- _WHAT YOU ARE ASKED TO DO_
Search the records below for the string "policy" and copy each line where it turns up.

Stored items

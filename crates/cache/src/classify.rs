//! Cacheability classification.
//!
//! A pure, total mapping from command to caching policy. Everything the
//! cache does downstream hinges on this being conservative: an unknown or
//! ambiguous command must never come out `Cacheable`.

use pagepilot_core::Command;

/// Caching policy for one command.
#[derive(Debug, Clone, Copy, PartialEq, Eq)]
pub enum Cacheability {
    /// Result is safe to reuse while the page is unchanged.
    Cacheable,
    /// Execution is assumed to mutate page state; cached reads for the
    /// session must be purged.
    Invalidates,
    /// Result must never be stored or served from cache.
    NotCacheable,
}

/// Classify a command's caching policy.
///
/// Read-only extraction is cacheable. A `wait` is cacheable only when it
/// polls one of the whitelisted element-state conditions and carries no
/// custom script; a script condition forces `NotCacheable` because its
/// result may depend on non-deterministic page logic. State-mutating
/// commands invalidate. Unrecognized methods fail closed.
pub fn classify(command: &Command) -> Cacheability {
    match command {
        Command::Extract { .. } => Cacheability::Cacheable,
        Command::Wait {
            condition, script, ..
        } => {
            if script.is_some() {
                return Cacheability::NotCacheable;
            }
            // A bare timed wait has no observable result worth reusing.
            match condition {
                Some(_) => Cacheability::Cacheable,
                None => Cacheability::NotCacheable,
            }
        }
        Command::Navigate { .. }
        | Command::Reload
        | Command::Back
        | Command::Forward
        | Command::Click { .. }
        | Command::Fill { .. }
        | Command::TypeText { .. } => Cacheability::Invalidates,
        Command::Other { .. } => Cacheability::NotCacheable,
    }
}

/// Whether an invalidating command can replace the entire DOM.
///
/// Navigation-class commands purge a session wholesale; localized
/// mutations (click/fill/type) are still treated as session-wide purges
/// by the invalidation engine, but leave the page-state index intact.
pub fn is_full_page(command: &Command) -> bool {
    matches!(
        command,
        Command::Navigate { .. } | Command::Reload | Command::Back | Command::Forward
    )
}

#[cfg(test)]
mod tests {
    use super::*;
    use pagepilot_core::{ExtractMode, WaitCondition};
    use serde_json::json;

    fn extract(selector: &str) -> Command {
        Command::Extract {
            selector: selector.to_string(),
            mode: ExtractMode::Text,
            name: None,
            multiple: false,
            trim: false,
        }
    }

    #[test]
    fn test_extract_is_cacheable() {
        assert_eq!(classify(&extract("h1")), Cacheability::Cacheable);
    }

    #[test]
    fn test_whitelisted_wait_is_cacheable() {
        for condition in [
            WaitCondition::Visible,
            WaitCondition::Hidden,
            WaitCondition::Attached,
            WaitCondition::Detached,
        ] {
            let cmd = Command::Wait {
                selector: Some("#status".to_string()),
                condition: Some(condition),
                script: None,
                timeout_ms: Some(5000),
            };
            assert_eq!(classify(&cmd), Cacheability::Cacheable);
        }
    }

    #[test]
    fn test_script_wait_forced_not_cacheable() {
        // Even with a whitelisted condition alongside, a script wins.
        let cmd = Command::Wait {
            selector: Some("#status".to_string()),
            condition: Some(WaitCondition::Visible),
            script: Some("window.ready === true".to_string()),
            timeout_ms: None,
        };
        assert_eq!(classify(&cmd), Cacheability::NotCacheable);
    }

    #[test]
    fn test_bare_timed_wait_not_cacheable() {
        let cmd = Command::Wait {
            selector: None,
            condition: None,
            script: None,
            timeout_ms: Some(1000),
        };
        assert_eq!(classify(&cmd), Cacheability::NotCacheable);
    }

    #[test]
    fn test_mutating_commands_invalidate() {
        let commands = [
            Command::Navigate {
                url: "https://example.com".to_string(),
            },
            Command::Reload,
            Command::Back,
            Command::Forward,
            Command::Click {
                selector: "#submit".to_string(),
            },
            Command::Fill {
                selector: "#name".to_string(),
                text: "alice".to_string(),
            },
            Command::TypeText {
                text: "hello".to_string(),
            },
        ];
        for cmd in &commands {
            assert_eq!(classify(cmd), Cacheability::Invalidates, "{:?}", cmd);
        }
    }

    #[test]
    fn test_unknown_method_fails_closed() {
        let cmd = Command::Other {
            method: "teleport".to_string(),
            params: json!({"x": 1}),
        };
        assert_eq!(classify(&cmd), Cacheability::NotCacheable);
    }

    #[test]
    fn test_full_page_split() {
        assert!(is_full_page(&Command::Navigate {
            url: "https://example.com".to_string()
        }));
        assert!(is_full_page(&Command::Reload));
        assert!(!is_full_page(&Command::Click {
            selector: "#submit".to_string()
        }));
        assert!(!is_full_page(&Command::Fill {
            selector: "#name".to_string(),
            text: "x".to_string()
        }));
    }
}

- _RESULT_
//! A pure, total mapping from command to caching policy. Everything the
/// Caching policy for one command.
/// Classify a command's caching policy.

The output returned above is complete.